▸ Work instructions
Below are the records. Retype exactly the lines between the lines holding "old.component.release(&mut ReleaseSet::new(&*self.device));" and "pub fn get(&self, kind: ComponentKind, name: &str)", inclusive.

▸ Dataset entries
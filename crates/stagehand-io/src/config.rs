// Copyright 2025 eraflo
//
// Licensed under the Apache License, Version 2.0 (the "License");
// you may not use this file except in compliance with the License.
// You may obtain a copy of the License at
//
//     http://www.apache.org/licenses/LICENSE-2.0
//
// Unless required by applicable law or agreed to in writing, software
// distributed under the License is distributed on an "AS IS" BASIS,
// WITHOUT WARRANTIES OR CONDITIONS OF ANY KIND, either express or implied.
// See the License for the specific language governing permissions and
// limitations under the License.

//! Loader configuration.

use crate::source::FileSource;
use serde::{Deserialize, Serialize};
use std::path::PathBuf;

/// Settings for the default loader set.
///
/// Every field has a default, and unknown keys are ignored when
/// deserializing.
#[derive(Debug, Clone, PartialEq, Serialize, Deserialize)]
#[serde(default)]
pub struct LoaderConfig {
    /// Directory asset paths are relative to.
    pub asset_root: PathBuf,
    /// Upper bound on splats kept per file. `None` keeps all of them.
    pub max_splat_points: Option<usize>,
}

impl Default for LoaderConfig {
    fn default() -> Self {
        Self {
            asset_root: PathBuf::from("assets"),
            max_splat_points: None,
        }
    }
}

impl LoaderConfig {
    /// A [`FileSource`] rooted at [`LoaderConfig::asset_root`].
    pub fn file_source(&self) -> FileSource {
        FileSource::new(&self.asset_root)
    }
}
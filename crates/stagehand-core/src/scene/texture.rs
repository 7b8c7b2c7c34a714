// Copyright 2025 eraflo
//
// Licensed under the Apache License, Version 2.0 (the "License");
// you may not use this file except in compliance with the License.
// You may obtain a copy of the License at
//
//     http://www.apache.org/licenses/LICENSE-2.0
//
// Unless required by applicable law or agreed to in writing, software
// distributed under the License is distributed on an "AS IS" BASIS,
// WITHOUT WARRANTIES OR CONDITIONS OF ANY KIND, either express or implied.
// See the License for the specific language governing permissions and
// limitations under the License.

//! Decoded images and the textures that own their GPU copy.

use crate::math::LinearRgba;
use crate::resource::{GpuHandle, RenderDevice, ResourceKind};
use std::sync::Arc;

/// Pixel layout of [`TextureData`].
#[derive(Debug, Clone, Copy, PartialEq, Eq)]
pub enum TextureFormat {
    /// 8-bit RGBA, sRGB encoded.
    Rgba8Srgb,
    /// 32-bit float RGB, linear. Used for HDR sources.
    Rgb32Float,
}

impl TextureFormat {
    /// Size of one texel in bytes.
    pub const fn bytes_per_texel(self) -> usize {
        match self {
            TextureFormat::Rgba8Srgb => 4,
            TextureFormat::Rgb32Float => 12,
        }
    }
}

/// How a texture is projected when sampled.
#[derive(Debug, Clone, Copy, PartialEq, Eq)]
pub enum TextureMapping {
    /// Regular UV mapping.
    Uv,
    /// Latitude/longitude panorama, used for environment sources.
    Equirectangular,
}

/// CPU-side pixels. Immutable once decoded and shared between copies.
#[derive(Debug, Clone, PartialEq)]
pub struct TextureData {
    /// Width in texels.
    pub width: u32,
    /// Height in texels.
    pub height: u32,
    /// Pixel layout.
    pub format: TextureFormat,
    /// Tightly packed rows, top to bottom.
    pub pixels: Vec<u8>,
}

impl TextureData {
    /// Wraps RGBA8 pixels.
    pub fn rgba8(width: u32, height: u32, pixels: Vec<u8>) -> Self {
        Self {
            width,
            height,
            format: TextureFormat::Rgba8Srgb,
            pixels,
        }
    }

    /// Packs linear RGB float texels.
    pub fn rgb32f(width: u32, height: u32, texels: &[[f32; 3]]) -> Self {
        Self {
            width,
            height,
            format: TextureFormat::Rgb32Float,
            pixels: bytemuck::cast_slice(texels).to_vec(),
        }
    }

    /// Reads one texel as linear RGB. Coordinates are clamped to the image.
    pub fn texel_rgb(&self, x: u32, y: u32) -> [f32; 3] {
        if self.width == 0 || self.height == 0 {
            return [0.0; 3];
        }
        let x = x.min(self.width - 1) as usize;
        let y = y.min(self.height - 1) as usize;
        let stride = self.format.bytes_per_texel();
        let offset = (y * self.width as usize + x) * stride;
        let Some(bytes) = self.pixels.get(offset..offset + stride) else {
            return [0.0; 3];
        };
        match self.format {
            TextureFormat::Rgba8Srgb => {
                let hex = (u32::from(bytes[0]) << 16) | (u32::from(bytes[1]) << 8) | u32::from(bytes[2]);
                LinearRgba::from_hex(hex).to_rgb_array()
            }
            TextureFormat::Rgb32Float => bytemuck::pod_read_unaligned::<[f32; 3]>(bytes),
        }
    }
}

/// A sampled image resident on the GPU.
#[derive(Debug)]
pub struct Texture {
    handle: GpuHandle,
    label: String,
    data: Arc<TextureData>,
    /// Projection used when sampling.
    pub mapping: TextureMapping,
}

impl Texture {
    /// Uploads `data`, allocating a new handle.
    pub fn new(
        device: &dyn RenderDevice,
        label: &str,
        data: Arc<TextureData>,
        mapping: TextureMapping,
    ) -> Self {
        Self {
            handle: device.allocate(ResourceKind::Texture, label),
            label: label.to_string(),
            data,
            mapping,
        }
    }

    /// The owned handle.
    pub fn handle(&self) -> GpuHandle {
        self.handle
    }

    /// Debug label.
    pub fn label(&self) -> &str {
        &self.label
    }

    /// Shared CPU pixels.
    pub fn data(&self) -> &Arc<TextureData> {
        &self.data
    }

    /// Uploads the same pixels again under a fresh handle.
    pub fn duplicate(&self, device: &dyn RenderDevice) -> Self {
        Self::new(device, &self.label, Arc::clone(&self.data), self.mapping)
    }
}

#[cfg(test)]
mod tests {
    use super::*;

    #[test]
    fn test_texel_rgb_reads_float_layout() {
        let data = TextureData::rgb32f(2, 1, &[[0.0, 0.5, 1.0], [2.0, 3.0, 4.0]]);
        assert_eq!(data.texel_rgb(1, 0), [2.0, 3.0, 4.0]);
        // Out of range clamps to the last texel.
        assert_eq!(data.texel_rgb(9, 9), [2.0, 3.0, 4.0]);
    }

    #[test]
    fn test_texel_rgb_linearizes_srgb() {
        let data = TextureData::rgba8(1, 1, vec![255, 0, 0, 255]);
        assert_eq!(data.texel_rgb(0, 0), [1.0, 0.0, 0.0]);
    }
}
impl ComponentRegistry {
    /// An empty registry.
    pub fn new(device: Arc<dyn RenderDevice>) -> Self {
        Self {
            device,
            entries: BTreeMap::new(),
            disposed: false,
        }
    }

    /// A registry preloaded with the stock templates: `box`, `sphere` and
    /// `plane` geometries, `basic`, `standard` and `physical` materials,
    /// `ambient`, `directional` and `point` lights.
    pub fn with_defaults(device: Arc<dyn RenderDevice>) -> Self {
        let mut registry = Self::new(device);
        let defaults = [
            ("box", ComponentTemplate::Geometry(GeometryShape::unit_box())),
            (
                "sphere",
                ComponentTemplate::Geometry(GeometryShape::Sphere {
                    radius: 1.0,
                    width_segments: 32,
                    height_segments: 16,
                }),
            ),
            (
                "plane",
                ComponentTemplate::Geometry(GeometryShape::Plane {
                    width: 1.0,
                    height: 1.0,
                }),
            ),
            ("basic", ComponentTemplate::Material(MaterialParams::basic())),
            ("standard", ComponentTemplate::Material(MaterialParams::standard())),
            ("physical", ComponentTemplate::Material(MaterialParams::physical())),
            ("ambient", ComponentTemplate::Light(Light::ambient())),
            ("directional", ComponentTemplate::Light(Light::directional())),
            ("point", ComponentTemplate::Light(Light::point())),
        ];
        for (name, template) in defaults {
            registry.insert(name, template);
        }
        registry
    }

    /// Registers `template` under `name` within its kind. Replacing an
    /// existing template releases it. Returns `true` on replacement.
    pub fn register(&mut self, name: &str, template: ComponentTemplate) -> Result<bool, StageError> {
        if self.disposed {
            return Err(StageError::Disposed);
        }
        Ok(self.insert(name, template))
    }

    fn insert(&mut self, name: &str, template: ComponentTemplate) -> bool {
        let kind = template.kind();
        let component = Component::build(&*self.device, name, template);
        let debug = component.params();
        let previous = self
            .entries
            .insert((kind, name.to_string()), Entry { component, debug });
        match previous {
            Some(old) => {
                old.component.release(&mut ReleaseSet::new(&*self.device));
                log::debug!("Replaced {kind} component '{name}'");
                true
            }
            None => {
                log::trace!("Registered {kind} component '{name}'");
                false
            }
        }
    }

    /// Unregisters and releases a template.
    pub fn unregister(&mut self, kind: ComponentKind, name: &str) -> bool {
        match self.entries.remove(&(kind, name.to_string())) {
            Some(entry) => {
                entry.component.release(&mut ReleaseSet::new(&*self.device));
                true
            }
            None => false,
        }
    }

    /// The template registered as `name` within `kind`.
    pub fn get(&self, kind: ComponentKind, name: &str) -> Option<ComponentRef<'_>> {
        let entry = self.entries.get(&(kind, name.to_string()))?;
        Some(match &entry.component {
            Component::Geometry(geometry) => ComponentRef::Geometry(geometry),
            Component::Material(material) => ComponentRef::Material(material),
            Component::Light { light, .. } => ComponentRef::Light(light),
        })
    }

    /// The geometry template `name`.
    pub fn geometry(&self, name: &str) -> Option<&Geometry> {
        match self.get(ComponentKind::Geometry, name)? {
            ComponentRef::Geometry(geometry) => Some(geometry),
            _ => None,
        }
    }

    /// The material template `name`.
    pub fn material(&self, name: &str) -> Option<&Material> {
        match self.get(ComponentKind::Material, name)? {
            ComponentRef::Material(material) => Some(material),
            _ => None,
        }
    }

    /// The light template `name`.
    pub fn light(&self, name: &str) -> Option<&Light> {
        match self.get(ComponentKind::Light, name)? {
            ComponentRef::Light(light) => Some(light),
            _ => None,
        }
    }

    /// Registered names of `kind`, sorted.
    pub fn names(&self, kind: ComponentKind) -> Vec<&str> {
        self.entries
            .keys()
            .filter(|(k, _)| *k == kind)
            .map(|(_, name)| name.as_str())
            .collect()
    }

    /// Total number of templates.
    pub fn len(&self) -> usize {
        self.entries.len()
    }

    /// Returns `true` if nothing is registered.
    pub fn is_empty(&self) -> bool {
        self.entries.is_empty()
    }

    /// Builds a drawable node from a geometry and a material template.
    ///
    /// The node gets its own geometry, material and texture handles, so
    /// scenes never alias registry templates.
    pub fn instantiate(&self, geometry: &str, material: &str) -> Result<SceneNode, StageError> {
        let missing = |kind, name: &str| StageError::MissingComponent {
            kind,
            name: name.to_string(),
        };
        let geometry_template = self
            .geometry(geometry)
            .ok_or_else(|| missing(ComponentKind::Geometry, geometry))?;
        let material_template = self
            .material(material)
            .ok_or_else(|| missing(ComponentKind::Material, material))?;

        let device = &*self.device;
        let textures = material_template
            .textures()
            .map(|(slot, texture)| (slot, Arc::new(texture.duplicate(device))))
            .collect();
        Ok(SceneNode::with_mesh(
            geometry,
            Arc::new(geometry_template.duplicate(device)),
            Arc::new(material_template.duplicate_with(device, textures)),
        ))
    }

    /// The debug object of a template.
    pub fn debug_params(&self, kind: ComponentKind, name: &str) -> Option<&ParamSet> {
        self.entries.get(&(kind, name.to_string())).map(|e| &e.debug)
    }

    /// Mutable debug object of a template.
    pub fn debug_params_mut(&mut self, kind: ComponentKind, name: &str) -> Option<&mut ParamSet> {
        self.entries
            .get_mut(&(kind, name.to_string()))
            .map(|e| &mut e.debug)
    }

    /// Applies a template's debug object to the template, then refreshes the
    /// debug object with the values actually applied. Returns `false` if the
    /// template does not exist.
    pub fn update_from_debug(&mut self, kind: ComponentKind, name: &str) -> bool {
        let Some(entry) = self.entries.get_mut(&(kind, name.to_string())) else {
            return false;
        };
        entry.component.apply_params(&entry.debug);
        entry.debug = entry.component.params();
        true
    }
}

impl Disposable for ComponentRegistry {
    fn dispose(&mut self) {
        if self.disposed {
            return;
        }
        let mut releases = ReleaseSet::new(&*self.device);
        for entry in self.entries.values() {
            entry.component.release(&mut releases);
        }
        log::info!(
            "Disposed component registry: {} templates, {} handles",
            self.entries.len(),
            releases.released_count()
        );
        self.entries.clear();
        self.disposed = true;
    }

    fn is_disposed(&self) -> bool {
        self.disposed
    }
}

#[cfg(test)]
mod tests {
    use super::*;
    use stagehand_core::params::ParamValue;
    use stagehand_core::resource::ResourceLedger;

    fn registry() -> (ComponentRegistry, Arc<ResourceLedger>) {
        let ledger = Arc::new(ResourceLedger::new());
        (ComponentRegistry::with_defaults(ledger.clone()), ledger)
    }

    #[test]
    fn test_defaults_are_registered() {
        let (registry, ledger) = registry();
        assert_eq!(registry.names(ComponentKind::Geometry), ["box", "plane", "sphere"]);
        assert_eq!(registry.names(ComponentKind::Light), ["ambient", "directional", "point"]);
        assert_eq!(ledger.live_count(), 9);
    }

    #[test]
    fn test_instantiate_gets_fresh_handles() {
        // ARRANGE
        let (registry, ledger) = registry();
        let template_geometry = registry.geometry("box").unwrap().handle();

        // ACT
        let node = registry.instantiate("box", "standard").unwrap();

        // ASSERT
        let mesh = node.mesh.as_ref().unwrap();
        assert_ne!(mesh.geometry.handle(), template_geometry);
        assert_eq!(ledger.live_count(), 11);
    }

    #[test]
    fn test_instantiate_reports_the_missing_name() {
        let (registry, _) = registry();

        let err = registry.instantiate("torus", "standard").unwrap_err();
        assert!(matches!(
            err,
            StageError::MissingComponent { kind: ComponentKind::Geometry, ref name } if name == "torus"
        ));

        let err = registry.instantiate("box", "chrome").unwrap_err();
        assert!(matches!(
            err,
            StageError::MissingComponent { kind: ComponentKind::Material, .. }
        ));
    }

    #[test]
    fn test_same_name_in_different_kinds() {
        let (mut registry, _) = registry();
        registry
            .register("point", ComponentTemplate::Geometry(GeometryShape::unit_box()))
            .unwrap();

        assert!(registry.geometry("point").is_some());
        assert!(registry.light("point").is_some());
    }

    #[test]
    fn test_replacing_releases_the_old_template() {
        let (mut registry, ledger) = registry();
        let old = registry.material("basic").unwrap().handle();

        let replaced = registry
            .register("basic", ComponentTemplate::Material(MaterialParams::standard()))
            .unwrap();

        assert!(replaced);
        assert!(!ledger.is_live(old));
        assert_eq!(ledger.live_count(), 9);
    }

    #[test]
    fn test_update_from_debug_applies_through_tunable() {
        let (mut registry, _) = registry();
        registry
            .debug_params_mut(ComponentKind::Material, "standard")
            .unwrap()
            .set("roughness", ParamValue::Float(3.0));

        assert!(registry.update_from_debug(ComponentKind::Material, "standard"));

        let debug = registry.debug_params(ComponentKind::Material, "standard").unwrap();
        assert_eq!(debug.float("roughness"), Some(1.0));
        let node = registry.instantiate("box", "standard").unwrap();
        assert_eq!(
            node.mesh.unwrap().material.params.params().float("roughness"),
            Some(1.0)
        );
    }

    #[test]
    fn test_dispose_releases_templates_only() {
        let (mut registry, ledger) = registry();
        let node = registry.instantiate("sphere", "physical").unwrap();

        registry.dispose();
        registry.dispose();

        assert!(registry.is_empty());
        assert_eq!(ledger.live_count(), 2);
        assert!(node.handles().iter().all(|h| ledger.is_live(*h)));
        assert!(matches!(
            registry.register("box", ComponentTemplate::Geometry(GeometryShape::unit_box())),
            Err(StageError::Disposed)
        ));
    }
}
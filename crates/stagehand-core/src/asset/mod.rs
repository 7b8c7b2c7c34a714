// Copyright 2025 eraflo
//
// Licensed under the Apache License, Version 2.0 (the "License");
// you may not use this file except in compliance with the License.
// You may obtain a copy of the License at
//
//     http://www.apache.org/licenses/LICENSE-2.0
//
// Unless required by applicable law or agreed to in writing, software
// distributed under the License is distributed on an "AS IS" BASIS,
// WITHOUT WARRANTIES OR CONDITIONS OF ANY KIND, either express or implied.
// See the License for the specific language governing permissions and
// limitations under the License.

//! Decoded assets and the templates they are cached as.

mod duplicate;
mod template;

pub use duplicate::Duplicator;
pub use template::ResourceTemplate;

use crate::resource::{GpuHandle, ReleaseSet};
use crate::scene::{Geometry, SceneNode, Texture};
use std::collections::HashSet;
use std::sync::Arc;

/// The result of decoding one file.
#[derive(Debug)]
pub enum Asset {
    /// A node hierarchy with meshes, as produced by model and splat formats.
    Model(SceneNode),
    /// Bare geometry, as produced by compressed geometry formats.
    Geometry(Arc<Geometry>),
    /// A single image.
    Texture(Arc<Texture>),
}

impl Asset {
    /// Short name of the variant, for logs.
    pub fn kind_name(&self) -> &'static str {
        match self {
            Asset::Model(_) => "model",
            Asset::Geometry(_) => "geometry",
            Asset::Texture(_) => "texture",
        }
    }

    /// Every distinct GPU handle the asset references.
    pub fn handles(&self) -> HashSet<GpuHandle> {
        match self {
            Asset::Model(node) => node.handles(),
            Asset::Geometry(geometry) => HashSet::from([geometry.handle()]),
            Asset::Texture(texture) => HashSet::from([texture.handle()]),
        }
    }

    /// Independent copy on fresh handles.
    pub fn duplicate(&self, duplicator: &mut Duplicator<'_>) -> Asset {
        match self {
            Asset::Model(node) => Asset::Model(duplicator.node(node)),
            Asset::Geometry(geometry) => Asset::Geometry(duplicator.geometry(geometry)),
            Asset::Texture(texture) => Asset::Texture(duplicator.texture(texture)),
        }
    }

    /// Releases every handle the asset references.
    pub fn release(&self, releases: &mut ReleaseSet<'_>) {
        match self {
            Asset::Model(node) => releases.release_node(node),
            Asset::Geometry(geometry) => releases.release_geometry(geometry),
            Asset::Texture(texture) => releases.release_texture(texture),
        }
    }

    /// The node hierarchy, for assets that have one.
    pub fn as_model(&self) -> Option<&SceneNode> {
        match self {
            Asset::Model(node) => Some(node),
            _ => None,
        }
    }
}
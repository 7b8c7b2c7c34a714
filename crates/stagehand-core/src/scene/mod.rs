// Copyright 2025 eraflo
//
// Licensed under the Apache License, Version 2.0 (the "License");
// you may not use this file except in compliance with the License.
// You may obtain a copy of the License at
//
//     http://www.apache.org/licenses/LICENSE-2.0
//
// Unless required by applicable law or agreed to in writing, software
// distributed under the License is distributed on an "AS IS" BASIS,
// WITHOUT WARRANTIES OR CONDITIONS OF ANY KIND, either express or implied.
// See the License for the specific language governing permissions and
// limitations under the License.

//! Scene-graph nodes and the GPU-backed descriptors attached to them.
//!
//! Geometry, material and texture values own exactly one [`GpuHandle`] each
//! and are shared between nodes through `Arc`. Sharing a value shares the
//! handle, which is why graph teardown goes through
//! [`ReleaseSet`](crate::resource::ReleaseSet).
//!
//! [`GpuHandle`]: crate::resource::GpuHandle

pub mod geometry;
pub mod light;
pub mod material;
pub mod node;
pub mod texture;

pub use geometry::{Geometry, GeometryShape, MeshData, PointCloudData};
pub use light::{Light, LightKind};
pub use material::{Material, MaterialKind, MaterialParams, TextureSlot};
pub use node::{Mesh, NodeId, SceneNode, Transform};
pub use texture::{Texture, TextureData, TextureFormat, TextureMapping};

▸ Exercise response
                old.component.release(&mut ReleaseSet::new(&*self.device));
                log::debug!("Replaced {kind} component '{name}'");
                true
            }
            None => {
                log::trace!("Registered {kind} component '{name}'");
                false
            }
        }
    }

    /// Unregisters and releases a template.
    pub fn unregister(&mut self, kind: ComponentKind, name: &str) -> bool {
        match self.entries.remove(&(kind, name.to_string())) {
            Some(entry) => {
                entry.component.release(&mut ReleaseSet::new(&*self.device));
                true
            }
            None => false,
        }
    }

    /// The template registered as `name` within `kind`.
    pub fn get(&self, kind: ComponentKind, name: &str) -> Option<ComponentRef<'_>> {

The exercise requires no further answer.